Dort, wo er bereits sein Studium und seine Doktorarbeit am Institut Pasteur in
Paris und sein erstes Postdoc absolvierte. Mateescus Interesse an miRNA in
Zusammenhang mit der Gesundheit des Menschen ist indessen nicht neu. In seinem
ersten Postdoc am Institut Curie in Paris hat er bereits in das Thema
eingearbeitet.
Zürich als Risiko und grosse Chance
Heute lebt er mit seiner Familie in Zürich und bereut diesen Ortswechsel nicht im Geringsten. «Der Grant bedeutet für mich einerseits die Freiheit, mein eigenes Projekt zu entwickeln, andererseits auch einen Schritt hin zu eigenständiger Projektleitung und –durchführung.» Dazu habe ihn sein Professor Olivier Voinnet von Anfang an ermutigt. Er habe ihn dabei mit neuen Ideen und Anregungen unterstützt.

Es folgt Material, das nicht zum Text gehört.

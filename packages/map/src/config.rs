//! Map view configuration.
//!
//! The defaults live in `config/map.toml`, embedded at compile time. Hosts
//! can override any subset of the keys with their own TOML.

use bakery_map_geography_models::BoundaryFieldMapping;
use serde::{Deserialize, Serialize};
use strum_macros::{AsRefStr, Display, EnumString};

use crate::ConfigError;

/// Embedded default configuration.
const DEFAULT_CONFIG_TOML: &str = include_str!("../config/map.toml");

/// Whether the map shows its interactive chrome.
#[derive(
    Debug,
    Clone,
    Copy,
    Default,
    PartialEq,
    Eq,
    Hash,
    Serialize,
    Deserialize,
    Display,
    EnumString,
    AsRefStr,
)]
#[serde(rename_all = "kebab-case")]
#[strum(serialize_all = "kebab-case", ascii_case_insensitive)]
pub enum DisplayMode {
    /// Admin dashboard: zoom and filter buttons, popups.
    #[default]
    Interactive,
    /// Public home page: the choropleth only.
    DisplayOnly,
}

/// Viewport size in pixels.
#[derive(Debug, Clone, Copy, PartialEq, Eq, Serialize, Deserialize)]
pub struct ViewportSize {
    /// Width in pixels.
    pub width: u32,
    /// Height in pixels.
    pub height: u32,
}

/// Complete map configuration.
#[derive(Debug, Clone, PartialEq, Serialize, Deserialize)]
pub struct MapConfig {
    /// Initial center as `[lon, lat]`.
    pub center: [f64; 2],
    /// Initial zoom level.
    pub zoom: f64,
    /// Smallest allowed zoom level.
    pub min_zoom: f64,
    /// Largest allowed zoom level.
    pub max_zoom: f64,
    /// Factor applied by one zoom-in or zoom-out step.
    pub zoom_factor: f64,
    /// Interactive or display-only.
    #[serde(default)]
    pub mode: DisplayMode,
    /// Viewport size.
    pub viewport: ViewportSize,
    /// Boundary feature property names.
    #[serde(default)]
    pub fields: BoundaryFieldMapping,
}

/// A partial configuration; every key is optional.
#[derive(Debug, Clone, Default, Deserialize)]
struct ConfigOverrides {
    center: Option<[f64; 2]>,
    zoom: Option<f64>,
    min_zoom: Option<f64>,
    max_zoom: Option<f64>,
    zoom_factor: Option<f64>,
    mode: Option<DisplayMode>,
    viewport: Option<ViewportSize>,
    fields: Option<BoundaryFieldMapping>,
}

impl MapConfig {
    /// Returns the embedded default configuration.
    ///
    /// # Panics
    ///
    /// Panics if the embedded TOML fails to parse or validate. It is a
    /// compile-time constant, so a failure is a development error and is
    /// caught by the test suite.
    #[must_use]
    pub fn embedded() -> Self {
        let config: Self = toml::from_str(DEFAULT_CONFIG_TOML)
            .unwrap_or_else(|e| panic!("Failed to parse embedded map config: {e}"));
        config
            .validate()
            .unwrap_or_else(|e| panic!("Invalid embedded map config: {e}"));
        config
    }

    /// Applies the keys present in `toml_str` on top of `self`.
    ///
    /// # Errors
    ///
    /// Returns [`ConfigError`] if the TOML is malformed or the merged
    /// configuration is invalid.
    pub fn merge_toml(mut self, toml_str: &str) -> Result<Self, ConfigError> {
        let overrides: ConfigOverrides = toml::from_str(toml_str)?;

        if let Some(center) = overrides.center {
            self.center = center;
        }
        if let Some(zoom) = overrides.zoom {
            self.zoom = zoom;
        }
        if let Some(min_zoom) = overrides.min_zoom {
            self.min_zoom = min_zoom;
        }
        if let Some(max_zoom) = overrides.max_zoom {
            self.max_zoom = max_zoom;
        }
        if let Some(zoom_factor) = overrides.zoom_factor {
            self.zoom_factor = zoom_factor;
        }
        if let Some(mode) = overrides.mode {
            self.mode = mode;
        }
        if let Some(viewport) = overrides.viewport {
            self.viewport = viewport;
        }
        if let Some(fields) = overrides.fields {
            self.fields = fields;
        }

        self.validate()?;
        Ok(self)
    }

    /// Same configuration in display-only mode.
    #[must_use]
    pub fn display_only(mut self) -> Self {
        self.mode = DisplayMode::DisplayOnly;
        self
    }

    /// Checks the zoom bounds, zoom factor, center and viewport.
    ///
    /// # Errors
    ///
    /// Returns [`ConfigError::Invalid`] describing the first problem found.
    pub fn validate(&self) -> Result<(), ConfigError> {
        let invalid = |message: String| Err(ConfigError::Invalid { message });

        if !(self.min_zoom > 0.0 && self.min_zoom <= self.max_zoom) {
            return invalid(format!(
                "zoom bounds must satisfy 0 < min_zoom <= max_zoom (got {}..{})",
                self.min_zoom, self.max_zoom
            ));
        }
        if !(self.min_zoom..=self.max_zoom).contains(&self.zoom) {
            return invalid(format!(
                "zoom {} outside [{}, {}]",
                self.zoom, self.min_zoom, self.max_zoom
            ));
        }
        if !(self.zoom_factor > 1.0 && self.zoom_factor.is_finite()) {
            return invalid(format!("zoom_factor must be > 1 (got {})", self.zoom_factor));
        }
        let [lon, lat] = self.center;
        if !((-180.0..=180.0).contains(&lon) && (-85.0..=85.0).contains(&lat)) {
            return invalid(format!("center [{lon}, {lat}] out of range"));
        }
        if self.viewport.width == 0 || self.viewport.height == 0 {
            return invalid("viewport must be non-empty".to_string());
        }
        Ok(())
    }
}

impl Default for MapConfig {
    fn default() -> Self {
        Self::embedded()
    }
}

Nach Zürich an die ETH zu kommen sei auch ein gewisses Risiko gewesen. «Ich hätte auch in Frankreich bleiben und mich auf eine feste Stelle als Wissenschaftlicher Mitarbeiter bewerben können, doch mir fehlte internationale Erfahrung und die ETH, insbesondere die Gruppe von Professor Voinnet sind sicher die besten Orte, um dieses Projekt zu entwickeln», sagt er. Zürich sei aber auch aus familiären Gründen eine gute Wahl gewesen.
Zweiter ETH-Grantee
Einen Grant der Bill & Melinda Gates Stiftung zu erhalten ist schwierig, bisher haben erst ein halbes Dutzend in der Schweiz ansässige Forscher einen solchen bekommen, darunter auch der ETH-Professor Wolf-Dietrich Hardt. Die Stiftung mit Sitz in Seattle hat nun Runde 9 gestartet. Das Programm Grand Challenges Explorations fördert alle neuen Forschungsideen, unabhängig von der Herkunft des Bewerbers. Ziel ist der Einsatz für das Wohl der Menschen, insbesondere in den Entwicklungsländern.